Vous aurez remarqué que nous n'avons pas cultivé l'emphase ni multiplié les amendements : deux ou trois seulement évoquent la mondialisation vue par le groupe Nouvelle Gauche. Nous demanderons tout à l'heure, bien entendu, un rapport sur le Mercosur, à l'instar de ce qui a été fait sur le CETA, afin de sortir de l'angélisme qui s'est exprimé jusqu'ici.
Pour ce qui est de l'exception agriculturelle, nous affirmons une idée très largement partagée à travers le monde. J'ai sous les yeux la conclusion no 12 de l'atelier 11 des États généraux de l'agriculture, auquel participaient Sandrine Le Feur et d'autres, comme la Fédération nationale des syndicats d'exploitants agricoles – FNSEA – ou la Confédération paysanne : tous se sont mis d'accord sur des principes aussi simples qu'« Une Europe harmonisée », « Une nouvelle génération de traités internationaux » et une relation privilégiée entre l'Europe et l'Afrique, faite de codéveloppement.
Ces principes d'exception agriculturelle, tels que Guillaume Garot vient de les développer, sont fondés philosophiquement sur le fait que l'agriculture, l'alimentation, n'est pas une marchandise comme les autres. En effet, autour des sols, de leur qualité, du partage de la nourriture et de la terre et du juste commerce se joue une grande part de l'avenir de notre humanité en termes d'écosystème et d'anthropocène, mais aussi une part de notre humanité en termes de dignité des personnes – je parle des personnes les plus défavorisées chez nous, mais également des travailleurs de la terre, victimes de l'accaparement de la part de certaines multinationales, au bout du monde.
Je n'ai aucune sympathie pour cette idée d'échanges multiples à travers le monde qui, je le répète, correspond – les plus anciens d'entre nous comprendront – à un schéma « Shadok » : échanger du lait contre du boeuf ! Je ne sais pas comment vous l'expliquerez à vos enfants ou à vos petits-enfants – il est déjà assez difficile de dire aujourd'hui que nos sociétés n'ont rien trouvé de plus évolué que de procéder à ces échanges multiples.
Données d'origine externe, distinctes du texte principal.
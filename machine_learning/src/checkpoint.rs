//! A persisted snapshot of a model: its layout, its parameters, the normalizers it was trained
//! with and where it came from.
//!
//! On disk a checkpoint is a JSON header frame followed by a float frame holding the parameters.

use std::{
    fs::File,
    io::{BufReader, BufWriter, Read, Write},
    path::Path,
};

use codec::{FrameReader, FrameWriter};
use serde::{Deserialize, Serialize};

use crate::{MlErr, Normalizers, Result, arch::ModelSpec};

const VERSION: u32 = 1;

/// Where a checkpoint came from: the epoch it was validated at and its validation score.
#[derive(Debug, Clone, Copy, PartialEq, Serialize, Deserialize)]
pub struct Provenance {
    pub epoch: usize,
    pub improvement: f64,
}

impl Provenance {
    /// Returns a stable identifier of the model this provenance belongs to.
    pub fn tag(&self) -> String {
        format!("e{}_imp{:.2}", self.epoch, self.improvement)
    }
}

#[derive(Serialize, Deserialize)]
struct Header {
    version: u32,
    spec: ModelSpec,
    normalizers: Normalizers,
    provenance: Option<Provenance>,
    params_len: usize,
}

#[derive(Debug, Clone, PartialEq)]
pub struct Checkpoint {
    spec: ModelSpec,
    params: Vec<f32>,
    normalizers: Normalizers,
    provenance: Option<Provenance>,
}

impl Checkpoint {
    /// Creates a new `Checkpoint`.
    ///
    /// # Arguments
    /// * `spec` - The layout of the model.
    /// * `params` - The model's flat parameters.
    /// * `normalizers` - The normalizers the model was trained with.
    /// * `provenance` - Where the checkpoint comes from, if known.
    ///
    /// # Returns
    /// An error if the layout is invalid or does not match the amount of parameters.
    pub fn new(
        spec: ModelSpec,
        params: Vec<f32>,
        normalizers: Normalizers,
        provenance: Option<Provenance>,
    ) -> Result<Self> {
        spec.validate()?;

        if params.len() != spec.size() {
            return Err(MlErr::ShapeMismatch {
                what: "checkpoint parameters",
                got: params.len(),
                expected: spec.size(),
            });
        }

        Ok(Self {
            spec,
            params,
            normalizers,
            provenance,
        })
    }

    pub fn spec(&self) -> &ModelSpec {
        &self.spec
    }

    pub fn params(&self) -> &[f32] {
        &self.params
    }

    pub fn normalizers(&self) -> &Normalizers {
        &self.normalizers
    }

    pub fn provenance(&self) -> Option<Provenance> {
        self.provenance
    }

    /// Returns the same checkpoint tagged with `provenance`.
    pub fn with_provenance(mut self, provenance: Provenance) -> Self {
        self.provenance = Some(provenance);
        self
    }

    /// Consumes the checkpoint returning its parts.
    pub fn into_parts(self) -> (ModelSpec, Vec<f32>, Normalizers, Option<Provenance>) {
        (self.spec, self.params, self.normalizers, self.provenance)
    }

    /// Writes the checkpoint into `tx`.
    ///
    /// # Returns
    /// The writer, once flushed.
    pub fn write_to<W: Write>(&self, tx: W) -> Result<W> {
        let header = Header {
            version: VERSION,
            spec: self.spec.clone(),
            normalizers: self.normalizers.clone(),
            provenance: self.provenance,
            params_len: self.params.len(),
        };

        let mut writer = FrameWriter::new(tx);
        writer.write_json(&header)?;
        writer.write_floats(&self.params)?;
        Ok(writer.finish()?)
    }

    /// Reads a checkpoint written by `write_to`.
    pub fn read_from<R: Read>(rx: R) -> Result<Self> {
        let mut reader = FrameReader::new(rx);
        let header: Header = reader.read_json()?;

        if header.version != VERSION {
            return Err(MlErr::InvalidLayout(format!(
                "unsupported checkpoint version {}",
                header.version
            )));
        }

        let params = reader.read_floats()?;
        if params.len() != header.params_len {
            return Err(MlErr::ShapeMismatch {
                what: "checkpoint parameters",
                got: params.len(),
                expected: header.params_len,
            });
        }

        Self::new(header.spec, params, header.normalizers, header.provenance)
    }

    pub fn to_bytes(&self) -> Result<Vec<u8>> {
        self.write_to(Vec::new())
    }

    pub fn from_bytes(bytes: &[u8]) -> Result<Self> {
        Self::read_from(bytes)
    }

    /// Saves the checkpoint to `path`, overwriting it if it exists.
    pub fn save<P: AsRef<Path>>(&self, path: P) -> Result<()> {
        let file = File::create(path)?;
        self.write_to(BufWriter::new(file))?;
        Ok(())
    }

    /// Loads a checkpoint saved with `save`.
    pub fn load<P: AsRef<Path>>(path: P) -> Result<Self> {
        let file = File::open(path)?;
        Self::read_from(BufReader::new(file))
    }
}

#[cfg(test)]
mod tests {
    use super::*;
    use crate::arch::ActFnSpec;

    fn spec() -> ModelSpec {
        ModelSpec::feed_forward(3, &[4], 1, ActFnSpec::LeakyRelu { slope: 0.01 }, 0.)
    }

    #[test]
    fn tag_carries_epoch_and_score() {
        let provenance = Provenance {
            epoch: 150,
            improvement: 37.456,
        };

        assert_eq!(provenance.tag(), "e150_imp37.46");
    }

    #[test]
    fn damaged_length_prefix_is_an_error() {
        let mut bytes = Vec::new();
        bytes.extend_from_slice(&(1u64 << 62).to_be_bytes());
        bytes.extend_from_slice(&1u32.to_be_bytes());
        bytes.extend_from_slice(b"{}");

        assert!(matches!(
            Checkpoint::from_bytes(&bytes),
            Err(MlErr::Codec(codec::CodecErr::Truncated))
        ));
    }

    #[test]
    fn params_must_match_layout() {
        let res = Checkpoint::new(spec(), vec![0.; 3], Normalizers::new(), None);
        assert!(matches!(res, Err(MlErr::ShapeMismatch { got: 3, expected: 21, .. })));
    }

    #[test]
    fn bytes_round_trip() {
        let params = (0..21).map(|i| i as f32 * 0.1).collect();
        let provenance = Some(Provenance {
            epoch: 3,
            improvement: 12.5,
        });

        let ckpt = Checkpoint::new(spec(), params, Normalizers::new(), provenance).unwrap();
        let bytes = ckpt.to_bytes().unwrap();

        assert_eq!(Checkpoint::from_bytes(&bytes).unwrap(), ckpt);
    }

    #[test]
    fn truncated_file_is_an_error() {
        let ckpt = Checkpoint::new(spec(), vec![1.; 21], Normalizers::new(), None).unwrap();
        let mut bytes = ckpt.to_bytes().unwrap();
        bytes.truncate(bytes.len() - 4);

        assert!(matches!(
            Checkpoint::from_bytes(&bytes),
            Err(MlErr::Codec(codec::CodecErr::Truncated))
        ));
    }
}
Qu'une part du commerce mondial donne lieu à des échanges dans des conditions réciproques et justes, parce que nous avons des signes d'identification de l'origine et de la qualité – SIQO – , qu'une part de notre champagne doit voyager et qu'une part de notre blé doit contribuer à l'équilibre alimentaire du Maghreb, soit. Mais faire du libre-échange mondial une norme, banaliser la nourriture en oubliant qu'elle est la clé de la paix du monde et peut-être l'une des clés de la survie de notre humanité, c'est faire fi d'une évidence.
Selon l'ONU, en 2017, l'accaparement des terres a fait dans le monde plus de victimes de la violence et de la misère que n'en ont fait les guerres. La souveraineté alimentaire, le juste échange, la dignité des personnes et la lutte ici contre l'obésité et ailleurs contre la faim dans le monde ne sont-ils pas prioritaires par rapport aux règles marchandes ? C'est la question que nous posons et qui justifie l'amendement que nous vous proposons.